Journalists Warn Chinese Government Interference On The Rise
Foreign journalists say China denies visas as a form retaliation, and domestic journalists have been warned to publish from "correct" points of view.
For foreign Journalists working in China, December is a stressful time as they wait to see whether their press visas will be granted for another year or if they'll be forced to leave. And lately the stress has been compounded by the fear those visas could be deliberately withheld as a form of retaliation.
Earlier this month, The New York Times warned China was keeping its reporters, along with reporters for Bloomberg, in what's come to be known as "visa purgatory" — threatening the possibility of expulsion from the country at the end of the year. (Via The Telegraph)

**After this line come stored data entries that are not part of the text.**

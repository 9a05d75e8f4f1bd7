//! Object storage contract (S3-style bucket + public URLs) and profile picture flows.

use std::collections::BTreeMap;

use futures::future::try_join_all;
use serde::{Deserialize, Serialize};
use tokio::sync::RwLock;
use tracing::info;

use crate::media::{validate_files, FileCategory, MediaFile};
use crate::{ApiError, ApiResult, IdentityProvider, UpdateUserRequest, User};

#[derive(Debug, Clone, PartialEq, Eq, Serialize, Deserialize)]
pub struct StorageConfig {
    pub endpoint: String,
    pub bucket: String,
}

impl Default for StorageConfig {
    fn default() -> Self { Self { endpoint: "http://localhost:9000".into(), bucket: "tabula".into() } }
}

impl StorageConfig {
    /// Read `TABULA_S3_ENDPOINT` and `TABULA_S3_BUCKET` over the defaults.
    pub fn from_env() -> Self {
        let mut cfg = Self::default();
        if let Ok(v) = std::env::var("TABULA_S3_ENDPOINT") {
            let v = v.trim().trim_end_matches('/');
            if !v.is_empty() { cfg.endpoint = v.to_string(); }
        }
        if let Ok(v) = std::env::var("TABULA_S3_BUCKET") {
            if !v.trim().is_empty() { cfg.bucket = v.trim().to_string(); }
        }
        cfg
    }

    fn prefix(&self) -> String { format!("{}/{}/", self.endpoint, self.bucket) }
}

#[derive(Debug, Clone, PartialEq, Eq)]
pub struct Upload {
    pub key: String,
    pub content_type: String,
    pub bytes: Vec<u8>,
    pub public_read: bool,
}

impl Upload {
    pub fn from_file(key: impl Into<String>, file: &MediaFile) -> Self {
        Self { key: key.into(), content_type: file.content_type.clone(), bytes: file.bytes.clone(), public_read: false }
    }
}

#[async_trait::async_trait]
pub trait ObjectStore: Send + Sync {
    /// Store one object; returns its key.
    async fn upload(&self, upload: Upload) -> ApiResult<String>;

    /// Missing keys are not an error.
    async fn delete(&self, keys: &[String]) -> ApiResult<()>;

    fn public_url(&self, key: &str) -> String;

    /// Inverse of `public_url`; input without the bucket prefix is returned unchanged.
    fn key_from_public_url(&self, url: &str) -> String;
}

/// Upload concurrently; fails if any upload fails.
pub async fn upload_all<S: ObjectStore + ?Sized>(store: &S, uploads: Vec<Upload>) -> ApiResult<Vec<String>> {
    try_join_all(uploads.into_iter().map(|u| store.upload(u))).await
}

pub async fn delete_profile_picture<S: ObjectStore + ?Sized>(store: &S, image_url: &str) -> ApiResult<()> {
    store.delete(&[store.key_from_public_url(image_url)]).await
}

/// Replace the caller's profile picture. The object key is `<user id>_<file name>`;
/// a previous picture stored under a different URL is deleted first.
pub async fn change_profile_picture<P, S>(identity: &P, store: &S, token: &str, file: MediaFile) -> ApiResult<User>
where
    P: IdentityProvider + ?Sized,
    S: ObjectStore + ?Sized,
{
    validate_files(FileCategory::Image, std::slice::from_ref(&file))?;
    let session = identity
        .get_session(token)
        .await?
        .ok_or_else(|| ApiError::Unauthorized("no session".into()))?;
    let key = format!("{}_{}", session.user.id, file.name);
    let url = store.public_url(&key);
    if let Some(old) = session.user.image.as_deref().filter(|old| *old != url) {
        delete_profile_picture(store, old).await?;
    }
    let mut upload = Upload::from_file(key, &file);
    upload.public_read = true;
    store.upload(upload).await?;
    identity.update_user(token, UpdateUserRequest { name: None, image: Some(Some(url)) }).await
}

/// Delete the caller's profile picture (if any) and clear it on the account.
pub async fn remove_profile_picture<P, S>(identity: &P, store: &S, token: &str) -> ApiResult<User>
where
    P: IdentityProvider + ?Sized,
    S: ObjectStore + ?Sized,
{
    let session = identity
        .get_session(token)
        .await?
        .ok_or_else(|| ApiError::Unauthorized("no session".into()))?;
    if let Some(old) = session.user.image.as_deref() {
        delete_profile_picture(store, old).await?;
    }
    identity.update_user(token, UpdateUserRequest { name: None, image: Some(None) }).await
}

#[derive(Debug, Clone, PartialEq, Eq)]
pub struct StoredObject {
    pub content_type: String,
    pub bytes: Vec<u8>,
    pub public_read: bool,
}

/// Bucket kept in memory.
#[derive(Debug, Default)]
pub struct InMemoryObjectStore {
    config: StorageConfig,
    objects: RwLock<BTreeMap<String, StoredObject>>,
}

impl InMemoryObjectStore {
    pub fn new(config: StorageConfig) -> Self { Self { config, objects: RwLock::new(BTreeMap::new()) } }

    pub fn from_env() -> Self { Self::new(StorageConfig::from_env()) }

    pub fn config(&self) -> &StorageConfig { &self.config }

    pub async fn get(&self, key: &str) -> Option<StoredObject> { self.objects.read().await.get(key).cloned() }

    pub async fn keys(&self) -> Vec<String> { self.objects.read().await.keys().cloned().collect() }
}

#[async_trait::async_trait]
impl ObjectStore for InMemoryObjectStore {
    async fn upload(&self, upload: Upload) -> ApiResult<String> {
        if upload.key.trim().is_empty() { return Err(ApiError::Validation("object key is empty".into())); }
        let size = upload.bytes.len();
        let obj = StoredObject { content_type: upload.content_type, bytes: upload.bytes, public_read: upload.public_read };
        self.objects.write().await.insert(upload.key.clone(), obj);
        metrics::counter!("storage_uploads_total", 1u64);
        info!(key = %upload.key, bytes = size, bucket = %self.config.bucket, "storage: uploaded");
        Ok(upload.key)
    }

    async fn delete(&self, keys: &[String]) -> ApiResult<()> {
        let mut objects = self.objects.write().await;
        let removed = keys.iter().filter(|k| objects.remove(k.as_str()).is_some()).count();
        metrics::counter!("storage_deletes_total", removed as u64);
        info!(requested = keys.len(), removed, "storage: deleted");
        Ok(())
    }

    fn public_url(&self, key: &str) -> String { format!("{}{}", self.config.prefix(), key) }

    fn key_from_public_url(&self, url: &str) -> String { url.replacen(&self.config.prefix(), "", 1) }
}

#[cfg(test)]
mod tests {
    use super::*;

    fn store() -> InMemoryObjectStore {
        InMemoryObjectStore::new(StorageConfig { endpoint: "https://s3.local".into(), bucket: "media".into() })
    }

    fn upload(key: &str) -> Upload {
        Upload { key: key.into(), content_type: "image/png".into(), bytes: vec![1, 2, 3], public_read: true }
    }

    #[test]
    fn public_urls_round_trip() {
        let s = store();
        let url = s.public_url("u1_avatar.png");
        assert_eq!(url, "https://s3.local/media/u1_avatar.png");
        assert_eq!(s.key_from_public_url(&url), "u1_avatar.png");
        assert_eq!(s.key_from_public_url("elsewhere.png"), "elsewhere.png");
    }

    #[tokio::test]
    async fn upload_all_then_delete() {
        let s = store();
        let keys = upload_all(&s, vec![upload("a"), upload("b")]).await.unwrap();
        assert_eq!(keys, vec!["a".to_string(), "b".to_string()]);
        assert_eq!(s.get("a").await.unwrap().bytes, vec![1, 2, 3]);
        s.delete(&["a".into(), "missing".into()]).await.unwrap();
        assert_eq!(s.keys().await, vec!["b".to_string()]);
    }

    #[tokio::test]
    async fn upload_all_fails_as_a_whole() {
        let s = store();
        let err = upload_all(&s, vec![upload("ok"), upload(" ")]).await.unwrap_err();
        assert!(matches!(err, ApiError::Validation(_)));
    }

    #[tokio::test]
    async fn profile_picture_is_deleted_by_url() {
        let s = store();
        s.upload(upload("u1_me.png")).await.unwrap();
        delete_profile_picture(&s, "https://s3.local/media/u1_me.png").await.unwrap();
        assert!(s.get("u1_me.png").await.is_none());
    }
}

"You know, there's this impression among journalists there that that's a pressure tactic, right, that if their coverage isn't to the pleasing of the government that they may not get their visa." (Via CNN)
China did eventually grant press passes to most of those journalists, allowing them to pursue visas, though it's still not a guarantee they can stay in the country. (Via The Washington Post)
The row highlights growing complaints about press freedom in China. And as you can imagine, the country's own journalists have it even worse.
The New York Times published this actual test Chinese journalists will have to take in 2014, quizzing them on the principles of Chinese socialism. One of the questions was:
"How can news and media workers improve their ability of leading public opinion?
a. Insist on principles of the party.
b. Insist on being people-oriented.
c. Keep on innovating and reforming.
d. Strengthen cultivation of talents."
Turns out all four carefully-worded answers are acceptable.
On Monday, China's Communist Party told journalists they should refrain from publishing incorrect points of view, and that reporting should reflect socialist values — a suggestion that should probably be taken seriously, given China's status as one of the world's top countries for imprisoning journalists.
"Criticizing the government, criticizing the Communist Party ... uncovering corruption or bad government — those are the kinds of stories that many Chinese officials don't want published." (Via PBS)
China already blocks many major Western media sites, including Bloomberg and The New York Times, which were blocked after the papers published unflattering stories about top officials.